§ Task goal:
Give back all of the records exactly.

§ Task inputs:
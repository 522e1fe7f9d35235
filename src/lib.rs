//! Ratewarden - Abuse Control and Rate Limiting
//!
//! This crate enforces per-identifier, per-operation request quotas over
//! fixed time windows. Counters live either in process memory or in Redis,
//! and an HTTP guard turns decisions into consistent responses with quota
//! and hardening headers.

pub mod config;
pub mod error;
pub mod http;
pub mod ratelimit;
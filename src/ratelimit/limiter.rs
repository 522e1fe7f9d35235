//! Core rate limiter implementation.
//!
//! Fixed-window counting: each key holds one counter per window and the
//! window is opened by the first request that finds no live entry. Memory and
//! work per check are O(1).
//!
//! A fixed window admits up to `2 * max_requests` requests inside any rolling
//! interval that straddles a boundary (a full quota at the tail of one window
//! plus a full quota at the head of the next). That overcount is bounded and
//! accepted.

use std::sync::Arc;

use chrono::{DateTime, Utc};
use thiserror::Error;
use tracing::{debug, trace, warn};

use super::backend::{Store, StoreError};
use super::counter::{Quota, RateLimitConfig};
use super::key::RateLimitKey;
use super::rules::ConfigRegistry;

/// Why a check did not admit the request.
#[derive(Debug, Clone, Error)]
pub enum RateLimitError {
    /// The quota for this window is used up.
    #[error("rate limit exceeded, resets at {reset_time}")]
    Exceeded {
        reset_time: DateTime<Utc>,
        limit: u64,
    },
    /// The counter store could not answer.
    #[error("rate limit store unavailable: {0}")]
    StoreUnavailable(#[from] StoreError),
    /// A named check referenced an operation the registry does not know.
    #[error("no rate limit configured for operation '{0}'")]
    UnknownOperation(String),
}

/// Applies quota configurations against a counter store.
///
/// This struct is thread-safe and can be shared across multiple tasks. It
/// never retries a failed store call.
pub struct RateLimiter {
    store: Arc<dyn Store>,
    registry: Arc<ConfigRegistry>,
}

impl RateLimiter {
    /// Create a new rate limiter over `store` with an empty registry.
    pub fn new(store: Arc<dyn Store>) -> Self {
        Self::with_registry(store, Arc::new(ConfigRegistry::empty()))
    }

    pub fn with_registry(store: Arc<dyn Store>, registry: Arc<ConfigRegistry>) -> Self {
        Self { store, registry }
    }

    /// Count one request for `identifier` against `operation`.
    ///
    /// Denied requests are still counted, so hammering a closed quota never
    /// shortens the window.
    pub async fn check(
        &self,
        identifier: &str,
        operation: &str,
        config: &RateLimitConfig,
    ) -> Result<Quota, RateLimitError> {
        let key = RateLimitKey::new(identifier, operation);

        trace!(key = %key, limit = config.max_requests(), "Checking rate limit");

        let entry = self
            .store
            .increment(&key, config.window())
            .await
            .map_err(|e| {
                warn!(
                    key = %key,
                    store = self.store.name(),
                    error = %e,
                    "Rate limit store unavailable"
                );
                RateLimitError::StoreUnavailable(e)
            })?;

        let limit = config.max_requests();
        if entry.count <= limit {
            Ok(Quota {
                limit,
                remaining: limit - entry.count,
                reset_time: entry.reset_time,
            })
        } else {
            debug!(
                key = %key,
                count = entry.count,
                limit = limit,
                reset_time = %entry.reset_time,
                "Rate limit exceeded"
            );
            Err(RateLimitError::Exceeded {
                reset_time: entry.reset_time,
                limit,
            })
        }
    }

    /// Check against the configuration registered for `operation`.
    pub async fn check_named(
        &self,
        identifier: &str,
        operation: &str,
    ) -> Result<Quota, RateLimitError> {
        let config = self
            .registry
            .get(operation)
            .copied()
            .ok_or_else(|| RateLimitError::UnknownOperation(operation.to_string()))?;
        self.check(identifier, operation, &config).await
    }

    /// Run a sweep on the underlying store.
    pub async fn sweep(&self) -> Result<usize, StoreError> {
        self.store.sweep().await
    }

    pub fn registry(&self) -> &Arc<ConfigRegistry> {
        &self.registry
    }

    pub fn store_name(&self) -> &'static str {
        self.store.name()
    }
}
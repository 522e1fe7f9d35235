//! Error types for the Ratewarden service.

use thiserror::Error;

use crate::ratelimit::{InvalidConfig, StoreError};

/// Main error type for Ratewarden operations.
#[derive(Error, Debug)]
pub enum WardenError {
    /// Configuration-related errors
    #[error("Configuration error: {0}")]
    Config(String),

    /// A rate limit rule failed validation
    #[error("Invalid rate limit configuration: {0}")]
    InvalidConfig(#[from] InvalidConfig),

    /// Counter store errors surfaced outside the request path
    #[error("Store error: {0}")]
    Store(#[from] StoreError),

    /// HTTP server errors
    #[error("HTTP error: {0}")]
    Http(String),

    /// I/O errors
    #[error("I/O error: {0}")]
    Io(#[from] std::io::Error),
}

impl From<config::ConfigError> for WardenError {
    fn from(err: config::ConfigError) -> Self {
        WardenError::Config(err.to_string())
    }
}

/// Result type alias for Ratewarden operations.
pub type Result<T> = std::result::Result<T, WardenError>;
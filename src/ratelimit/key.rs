//! Counter key derivation.

/// A key that uniquely identifies a counter.
///
/// Composed of the caller identifier and the operation name. Neither part is
/// parsed or normalised.
#[derive(Debug, Clone, PartialEq, Eq, Hash)]
pub struct RateLimitKey(String);

impl RateLimitKey {
    /// Create a new key from an identifier and an operation.
    pub fn new(identifier: &str, operation: &str) -> Self {
        Self(format!("{}:{}", identifier, operation))
    }

    pub fn as_str(&self) -> &str {
        &self.0
    }
}

impl std::fmt::Display for RateLimitKey {
    fn fmt(&self, f: &mut std::fmt::Formatter<'_>) -> std::fmt::Result {
        f.write_str(&self.0)
    }
}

§ Task solution:
repository 522e1fe7f9d35235
filename src/lib.rs
//! Ratewarden - Abuse Control and Rate Limiting
//!
//! This crate enforces per-identifier, per-operation request quotas over
//! fixed time windows. Counters live either in process memory or in Redis,
//! and an HTTP guard turns decisions into consistent responses with quota
//! and hardening headers.

pub mod config;
pub mod error;
pub mod http;
pub mod ratelimit;
filename src/ratelimit/limiter.rs
repository 522e1fe7f9d35235
//! Core rate limiter implementation.
//!
//! Fixed-window counting: each key holds one counter per window and the
//! window is opened by the first request that finds no live entry. Memory and
//! work per check are O(1).
//!
//! A fixed window admits up to `2 * max_requests` requests inside any rolling
//! interval that straddles a boundary (a full quota at the tail of one window
//! plus a full quota at the head of the next). That overcount is bounded and
//! accepted.

use std::sync::Arc;

use chrono::{DateTime, Utc};
use thiserror::Error;
use tracing::{debug, trace, warn};

use super::backend::{Store, StoreError};
use super::counter::{Quota, RateLimitConfig};
use super::key::RateLimitKey;
use super::rules::ConfigRegistry;

/// Why a check did not admit the request.
#[derive(Debug, Clone, Error)]
pub enum RateLimitError {
    /// The quota for this window is used up.
    #[error("rate limit exceeded, resets at {reset_time}")]
    Exceeded {
        reset_time: DateTime<Utc>,
        limit: u64,
    },
    /// The counter store could not answer.
    #[error("rate limit store unavailable: {0}")]
    StoreUnavailable(#[from] StoreError),
    /// A named check referenced an operation the registry does not know.
    #[error("no rate limit configured for operation '{0}'")]
    UnknownOperation(String),
}

/// Applies quota configurations against a counter store.
///
/// This struct is thread-safe and can be shared across multiple tasks. It
/// never retries a failed store call.
pub struct RateLimiter {
    store: Arc<dyn Store>,
    registry: Arc<ConfigRegistry>,
}

impl RateLimiter {
    /// Create a new rate limiter over `store` with an empty registry.
    pub fn new(store: Arc<dyn Store>) -> Self {
        Self::with_registry(store, Arc::new(ConfigRegistry::empty()))
    }

    pub fn with_registry(store: Arc<dyn Store>, registry: Arc<ConfigRegistry>) -> Self {
        Self { store, registry }
    }

    /// Count one request for `identifier` against `operation`.
    ///
    /// Denied requests are still counted, so hammering a closed quota never
    /// shortens the window.
    pub async fn check(
        &self,
        identifier: &str,
        operation: &str,
        config: &RateLimitConfig,
    ) -> Result<Quota, RateLimitError> {
        let key = RateLimitKey::new(identifier, operation);

        trace!(key = %key, limit = config.max_requests(), "Checking rate limit");

        let entry = self
            .store
            .increment(&key, config.window())
            .await
            .map_err(|e| {
                warn!(
                    key = %key,
                    store = self.store.name(),
                    error = %e,
                    "Rate limit store unavailable"
                );
                RateLimitError::StoreUnavailable(e)
            })?;

        let limit = config.max_requests();
        if entry.count <= limit {
            Ok(Quota {
                limit,
                remaining: limit - entry.count,
                reset_time: entry.reset_time,
            })
        } else {
            debug!(
                key = %key,
                count = entry.count,
                limit = limit,
                reset_time = %entry.reset_time,
                "Rate limit exceeded"
            );
            Err(RateLimitError::Exceeded {
                reset_time: entry.reset_time,
                limit,
            })
        }
    }

    /// Check against the configuration registered for `operation`.
    pub async fn check_named(
        &self,
        identifier: &str,
        operation: &str,
    ) -> Result<Quota, RateLimitError> {
        let config = self
            .registry
            .get(operation)
            .copied()
            .ok_or_else(|| RateLimitError::UnknownOperation(operation.to_string()))?;
        self.check(identifier, operation, &config).await
    }

    /// Run a sweep on the underlying store.
    pub async fn sweep(&self) -> Result<usize, StoreError> {
        self.store.sweep().await
    }

    pub fn registry(&self) -> &Arc<ConfigRegistry> {
        &self.registry
    }

    pub fn store_name(&self) -> &'static str {
        self.store.name()
    }
}
repository 522e1fe7f9d35235
//! Error types for the Ratewarden service.

use thiserror::Error;

use crate::ratelimit::{InvalidConfig, StoreError};

/// Main error type for Ratewarden operations.
#[derive(Error, Debug)]
pub enum WardenError {
    /// Configuration-related errors
    #[error("Configuration error: {0}")]
    Config(String),

    /// A rate limit rule failed validation
    #[error("Invalid rate limit configuration: {0}")]
    InvalidConfig(#[from] InvalidConfig),

    /// Counter store errors surfaced outside the request path
    #[error("Store error: {0}")]
    Store(#[from] StoreError),

    /// HTTP server errors
    #[error("HTTP error: {0}")]
    Http(String),

    /// I/O errors
    #[error("I/O error: {0}")]
    Io(#[from] std::io::Error),
}

impl From<config::ConfigError> for WardenError {
    fn from(err: config::ConfigError) -> Self {
        WardenError::Config(err.to_string())
    }
}

/// Result type alias for Ratewarden operations.
pub type Result<T> = std::result::Result<T, WardenError>;
filename src/ratelimit/key.rs
//! Counter key derivation.

/// A key that uniquely identifies a counter.
///
/// Composed of the caller identifier and the operation name. Neither part is
/// parsed or normalised.
#[derive(Debug, Clone, PartialEq, Eq, Hash)]
pub struct RateLimitKey(String);

impl RateLimitKey {
    /// Create a new key from an identifier and an operation.
    pub fn new(identifier: &str, operation: &str) -> Self {
        Self(format!("{}:{}", identifier, operation))
    }

    pub fn as_str(&self) -> &str {
        &self.0
    }
}

impl std::fmt::Display for RateLimitKey {
    fn fmt(&self, f: &mut std::fmt::Formatter<'_>) -> std::fmt::Result {
        f.write_str(&self.0)
    }
}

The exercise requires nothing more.